By 1971, he made over 424 contributions to Model Engineer under Tubal Cain.

He became an editor of the Transactions of the Newcomen Society. Walshaw died on 2 May 1998.

==Model stationary steam engine designs==
Among his most notable contributions to Model Engineer were constructional series detailing models of steam engines dating from the Industrial Revolution:
- A Vertical Columnar Engine. A model of the "Williamson" engine (serialised in 1976)
- Mary, a four-column beam engine (serialised in 1977)
- Lady Stephanie, six-column tank-bed beam engine
- Georgina, a 19th-century overcrank engine (serialised in 1980–81)
- Boreas, a Crowther-type blast furnace blowing engine (serialised in 1983–84)
- Princess Royal & Goliath: variants on mid-19th century mill engines (serialised in 1984–86)
- Trevithick's Dredger Engine (serialised in 1987–88)

==Books published==
Walshaw published the following under his own name:
- Diesel engine design. London: George Newnes, 1949 (448 p). 2nd ed: 1953 (440 p).
- Ornamental Turning. Hemel Hempstead, UK: Argus Books, 1990 (208 p).
- The I.S.O. System of Units. Special Interest Model Books, Swanley, Kent, UK, 1991.

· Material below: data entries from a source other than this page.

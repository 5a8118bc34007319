use std::collections::BTreeMap;
use std::sync::Arc;

use axum::{
    extract::{Path, Query, State},
    http::{HeaderMap, StatusCode},
    response::{IntoResponse, Response},
    routing::{get, post, put},
    Json, Router,
};
use serde::Deserialize;
use serde_json::json;

use super::domain::Category;
use super::errors::{ErrorKind, WorkflowError};
use super::identity::{bearer_credential, IdentityVerifier};
use super::qualification::QualificationRequest;
use super::questions::NewQuestion;
use super::review::ReviewQuery;
use super::service::RecruitmentService;
use super::submission::SubmissionRequest;

/// Candidate and admin endpoints of the recruitment workflow.
pub fn recruitment_router<V>(service: Arc<RecruitmentService<V>>) -> Router
where
    V: IdentityVerifier + 'static,
{
    Router::new()
        .route("/api/v1/recruitment/login", post(login_handler::<V>))
        .route("/api/v1/recruitment/username", post(username_handler::<V>))
        .route("/api/v1/recruitment/domains", put(selection_handler::<V>))
        .route(
            "/api/v1/recruitment/submissions",
            post(submission_handler::<V>),
        )
        .route(
            "/api/v1/recruitment/dashboard/:round",
            get(dashboard_handler::<V>),
        )
        .route("/api/v1/recruitment/questions", get(questions_handler::<V>))
        .route(
            "/api/v1/admin/qualifications",
            post(qualification_handler::<V>),
        )
        .route("/api/v1/admin/review", get(review_handler::<V>))
        .route("/api/v1/admin/questions", post(add_question_handler::<V>))
        .route("/api/v1/admin/purge", post(purge_handler::<V>))
        .route("/api/v1/admin/reconcile", post(reconcile_handler::<V>))
        .with_state(service)
}

pub(crate) fn status_for(kind: ErrorKind) -> StatusCode {
    match kind {
        ErrorKind::Unauthorized => StatusCode::UNAUTHORIZED,
        ErrorKind::Forbidden => StatusCode::FORBIDDEN,
        ErrorKind::NotFound => StatusCode::NOT_FOUND,
        ErrorKind::Validation => StatusCode::BAD_REQUEST,
        ErrorKind::Conflict => StatusCode::CONFLICT,
        ErrorKind::Store => StatusCode::SERVICE_UNAVAILABLE,
    }
}

pub(crate) fn error_response(error: WorkflowError) -> Response {
    let kind = error.kind();
    let payload = json!({
        "kind": kind.label(),
        "error": error.to_string(),
    });
    (status_for(kind), Json(payload)).into_response()
}

fn respond<T: serde::Serialize>(status: StatusCode, result: Result<T, WorkflowError>) -> Response {
    match result {
        Ok(body) => (status, Json(body)).into_response(),
        Err(error) => error_response(error),
    }
}

fn credential(headers: &HeaderMap) -> Result<String, WorkflowError> {
    Ok(bearer_credential(headers)?)
}

pub(crate) async fn login_handler<V>(
    State(service): State<Arc<RecruitmentService<V>>>,
    headers: HeaderMap,
) -> Response
where
    V: IdentityVerifier + 'static,
{
    let result = match credential(&headers) {
        Ok(token) => service.login(&token).await,
        Err(error) => Err(error),
    };
    respond(StatusCode::OK, result)
}

#[derive(Debug, Deserialize)]
pub(crate) struct UsernameBody {
    username: String,
}

pub(crate) async fn username_handler<V>(
    State(service): State<Arc<RecruitmentService<V>>>,
    headers: HeaderMap,
    Json(body): Json<UsernameBody>,
) -> Response
where
    V: IdentityVerifier + 'static,
{
    let result = match credential(&headers) {
        Ok(token) => service.claim_username(&token, &body.username).await,
        Err(error) => Err(error),
    };
    respond(StatusCode::OK, result)
}

#[derive(Debug, Deserialize)]
pub(crate) struct SelectionBody {
    selection: BTreeMap<Category, Vec<String>>,
}

pub(crate) async fn selection_handler<V>(
    State(service): State<Arc<RecruitmentService<V>>>,
    headers: HeaderMap,
    Json(body): Json<SelectionBody>,
) -> Response
where
    V: IdentityVerifier + 'static,
{
    let result = match credential(&headers) {
        Ok(token) => service.select_domains(&token, body.selection).await,
        Err(error) => Err(error),
    };
    respond(StatusCode::OK, result)
}

pub(crate) async fn submission_handler<V>(
    State(service): State<Arc<RecruitmentService<V>>>,
    headers: HeaderMap,
    Json(request): Json<SubmissionRequest>,
) -> Response
where
    V: IdentityVerifier + 'static,
{
    let result = match credential(&headers) {
        Ok(token) => service.submit(&token, request).await,
        Err(error) => Err(error),
    };
    respond(StatusCode::CREATED, result)
}

pub(crate) async fn dashboard_handler<V>(
    State(service): State<Arc<RecruitmentService<V>>>,
    headers: HeaderMap,
    Path(round): Path<u32>,
) -> Response
where
    V: IdentityVerifier + 'static,
{
    let result = match credential(&headers) {
        Ok(token) => service.dashboard(&token, round).await,
        Err(error) => Err(error),
    };
    respond(StatusCode::OK, result)
}

#[derive(Debug, Deserialize)]
pub(crate) struct QuestionsQuery {
    domain: String,
    round: u32,
}

pub(crate) async fn questions_handler<V>(
    State(service): State<Arc<RecruitmentService<V>>>,
    headers: HeaderMap,
    Query(query): Query<QuestionsQuery>,
) -> Response
where
    V: IdentityVerifier + 'static,
{
    let result = match credential(&headers) {
        Ok(token) => service.questions(&token, &query.domain, query.round).await,
        Err(error) => Err(error),
    };
    respond(StatusCode::OK, result)
}

pub(crate) async fn qualification_handler<V>(
    State(service): State<Arc<RecruitmentService<V>>>,
    headers: HeaderMap,
    Json(request): Json<QualificationRequest>,
) -> Response
where
    V: IdentityVerifier + 'static,
{
    let result = match credential(&headers) {
        Ok(token) => service.qualify(&token, request).await,
        Err(error) => Err(error),
    };
    respond(StatusCode::OK, result)
}

pub(crate) async fn review_handler<V>(
    State(service): State<Arc<RecruitmentService<V>>>,
    headers: HeaderMap,
    Query(query): Query<ReviewQuery>,
) -> Response
where
    V: IdentityVerifier + 'static,
{
    let result = match credential(&headers) {
        Ok(token) => service.review(&token, query).await,
        Err(error) => Err(error),
    };
    respond(StatusCode::OK, result)
}

pub(crate) async fn add_question_handler<V>(
    State(service): State<Arc<RecruitmentService<V>>>,
    headers: HeaderMap,
    Json(request): Json<NewQuestion>,
) -> Response
where
    V: IdentityVerifier + 'static,
{
    let result = match credential(&headers) {
        Ok(token) => service
            .add_question(&token, request)
            .await
            .map(|total| json!({ "total": total })),
        Err(error) => Err(error),
    };
    respond(StatusCode::CREATED, result)
}

#[derive(Debug, Deserialize)]
pub(crate) struct PurgeBody {
    domain: String,
    email: String,
}

pub(crate) async fn purge_handler<V>(
    State(service): State<Arc<RecruitmentService<V>>>,
    headers: HeaderMap,
    Json(body): Json<PurgeBody>,
) -> Response
where
    V: IdentityVerifier + 'static,
{
    let result = match credential(&headers) {
        Ok(token) => service
            .purge(&token, &body.domain, &body.email)
            .await
            .map(|()| json!({ "purged": true })),
        Err(error) => Err(error),
    };
    respond(StatusCode::OK, result)
}

#[derive(Debug, Deserialize)]
pub(crate) struct ReconcileBody {
    email: String,
}

pub(crate) async fn reconcile_handler<V>(
    State(service): State<Arc<RecruitmentService<V>>>,
    headers: HeaderMap,
    Json(body): Json<ReconcileBody>,
) -> Response
where
    V: IdentityVerifier + 'static,
{
    let result = match credential(&headers) {
        Ok(token) => service.reconcile(&token, &body.email).await,
        Err(error) => Err(error),
    };
    respond(StatusCode::OK, result)
}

Walshaw published the following under the name 'Tubal Cain':
- Building the beam engine Mary. Watford, UK: Model & Allied Publications, Argus Books, 1981 (83 p).
- Building the Overcrank Engine "Georgina".
- Building the Williamson engine. Watford, UK: Argus Books, 1981 (85p).
- Model engineers handbook. Watford, UK: Model & Allied Publications, 1981 (170 p). 2nd ed: 1986. 3rd ed: 1996.
- Hardening, tempering and heat treatment. Workshop practice series no. 1. Hemel Hempstead UK: Argus Books, 1984, (124 p).
- Milling operations in the lathe. Workshop practice series no. 5. London: Argus Books, 1984 (125 p).
- Soldering and Brazing. Workshop practice series no. 9. Hemel Hempstead UK: Argus Books, 1985 (136 p).
- Drills, Taps and Dies. Workshop practice series no. 12. Swanley, England: Nexus Special Interests, 1987 (103 p).
- Workshop drawing. Workshop practice series no. 13. London: Argus Books, 1988 (110 p).
- Workholding in the lathe. Workshop practice series no. 15. London: Argus Books, 1987 (111 p).
- Simple workshop devices. Workshop practice series. Hemel Hempstead, UK: Argus Books, 1980 (127 p).
- Spring design and manufacture. Workshop practice series no. 19. Hemel Hempstead, UK: Argus Books, 1988 (95 p).
- Building simple model steam engines. Watford, UK, Model and Allied Publications, 1980 (107 p).
- Building simple model steam engines. Book 2. Hemel Hempstead, UK: Nexus Special Interests Ltd., 1998 (106 p).